Exercise instructions: Only the lines from the start of the material through the line containing "honored, and which" are to be extracted, exactly as they appear.

Records for this exercise:
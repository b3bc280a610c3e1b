//! Protected operation declarations
//!
//! A [`ProtectedOperation`] is the per-operation configuration record of a
//! guarded call: which parameters it takes, how its lock key is derived, how
//! long to wait for the lock, how long the grant is honored, and which
//! [`UnitOfWorkStrategy`] places its commit relative to the lock.

use serde::{Deserialize, Serialize};
use std::fmt;
use std::str::FromStr;
use std::time::Duration;
use strata_core::{StrataError, StrataResult};

/// Default wait for a contended lock
pub const DEFAULT_WAIT: Duration = Duration::from_secs(5);

/// Default lease of a granted lock
pub const DEFAULT_LEASE: Duration = Duration::from_secs(3);

/// Where a protected operation's commit happens relative to its lock
///
/// | Strategy | Commit before release |
/// |---|---|
/// | `Embedded` | no; the ambient unit of work commits after release |
/// | `ForcedNested` | yes; the body commits in its own unit of work |
/// | `PriorityReordered` | yes, as long as the lock interceptor runs first |
/// | `CommitJoined` | yes; the lock is released by the commit itself |
#[derive(Debug, Clone, Copy, PartialEq, Eq, Hash, Default, Serialize, Deserialize)]
#[serde(rename_all = "snake_case")]
pub enum UnitOfWorkStrategy {
    /// Body joins the ambient unit of work, which commits after the lock is
    /// released. Exhibits the stale-read race.
    Embedded,
    /// Body runs in a new unit of work committed inside the lock. Loses
    /// atomicity with any enclosing unit of work.
    ForcedNested,
    /// Ambient unit of work, but the lock interceptor is ordered outside the
    /// transaction interceptor.
    PriorityReordered,
    /// Lock guard is bound to the unit of work and released after its commit
    /// or rollback.
    #[default]
    CommitJoined,
}

impl UnitOfWorkStrategy {
    /// All strategies
    pub const ALL: [UnitOfWorkStrategy; 4] = [
        UnitOfWorkStrategy::Embedded,
        UnitOfWorkStrategy::ForcedNested,
        UnitOfWorkStrategy::PriorityReordered,
        UnitOfWorkStrategy::CommitJoined,
    ];

    /// Config string of this strategy
    pub fn as_str(&self) -> &'static str {
        match self {
            UnitOfWorkStrategy::Embedded => "embedded",
            UnitOfWorkStrategy::ForcedNested => "forced_nested",
            UnitOfWorkStrategy::PriorityReordered => "priority_reordered",
            UnitOfWorkStrategy::CommitJoined => "commit_joined",
        }
    }

    /// True if the commit is guaranteed to finish before the lock is released
    pub fn commits_before_release(&self) -> bool {
        !matches!(self, UnitOfWorkStrategy::Embedded)
    }
}

impl fmt::Display for UnitOfWorkStrategy {
    fn fmt(&self, f: &mut fmt::Formatter<'_>) -> fmt::Result {
        f.write_str(self.as_str())
    }
}

impl FromStr for UnitOfWorkStrategy {
    type Err = StrataError;

    fn from_str(s: &str) -> Result<Self, Self::Err> {
        UnitOfWorkStrategy::ALL
            .into_iter()
            .find(|strategy| strategy.as_str() == s)
            .ok_or_else(|| {
                StrataError::invalid_input(format!(
                    "Invalid strategy '{}'. Expected one of \"embedded\", \"forced_nested\", \
                     \"priority_reordered\" or \"commit_joined\".",
                    s
                ))
            })
    }
}

/// Declaration of one lock-protected operation
#[derive(Debug, Clone, PartialEq, Eq)]
pub struct ProtectedOperation {
    /// Registry name
    pub name: String,
    /// Parameter names, positionally matching the call's arguments
    pub params: Vec<String>,
    /// Lock key expression, resolved against the arguments
    pub key: String,
    /// Longest time to block waiting for the lock
    pub wait: Duration,
    /// How long a grant is honored without release
    pub lease: Duration,
    /// Commit placement
    pub strategy: UnitOfWorkStrategy,
}

impl ProtectedOperation {
    /// Declare an operation with default wait, lease and strategy
    pub fn new(name: impl Into<String>, key: impl Into<String>) -> Self {
        Self {
            name: name.into(),
            params: Vec::new(),
            key: key.into(),
            wait: DEFAULT_WAIT,
            lease: DEFAULT_LEASE,
            strategy: UnitOfWorkStrategy::default(),
        }
    }

    /// Set the parameter names
    pub fn params<I, S>(mut self, params: I) -> Self
    where
        I: IntoIterator<Item = S>,
        S: Into<String>,
    {
        self.params = params.into_iter().map(Into::into).collect();
        self
    }

    /// Set the wait time
    pub fn wait(mut self, wait: Duration) -> Self {
        self.wait = wait;
        self
    }

    /// Set the lease time
    pub fn lease(mut self, lease: Duration) -> Self {
        self.lease = lease;
        self
    }

    /// Set the strategy
    pub fn strategy(mut self, strategy: UnitOfWorkStrategy) -> Self {
        self.strategy = strategy;
        self
    }

    /// Parameter names as string slices, for the key resolver
    pub fn param_names(&self) -> Vec<&str> {
        self.params.iter().map(String::as_str).collect()
    }

    /// Check the declaration is usable
    ///
    /// # Errors
    ///
    /// Returns `InvalidInput` for an empty name or key expression, a zero
    /// lease, or duplicate parameter names.
    pub fn validate(&self) -> StrataResult<()> {
        if self.name.trim().is_empty() {
            return Err(StrataError::invalid_input("operation name must not be empty"));
        }
        if self.key.trim().is_empty() {
            return Err(StrataError::invalid_input(format!(
                "operation '{}' has an empty key expression",
                self.name
            )));
        }
        if self.lease.is_zero() {
            return Err(StrataError::invalid_input(format!(
                "operation '{}' must have a non-zero lease",
                self.name
            )));
        }
        for (i, param) in self.params.iter().enumerate() {
            if self.params[..i].contains(param) {
                return Err(StrataError::invalid_input(format!(
                    "operation '{}' declares parameter '{}' twice",
                    self.name, param
                )));
            }
        }
        Ok(())
    }
}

Written reply:
repository b3bc280a610c3e1b
//! Protected operation declarations
//!
//! A [`ProtectedOperation`] is the per-operation configuration record of a
//! guarded call: which parameters it takes, how its lock key is derived, how
//! long to wait for the lock, how long the grant is honored, and which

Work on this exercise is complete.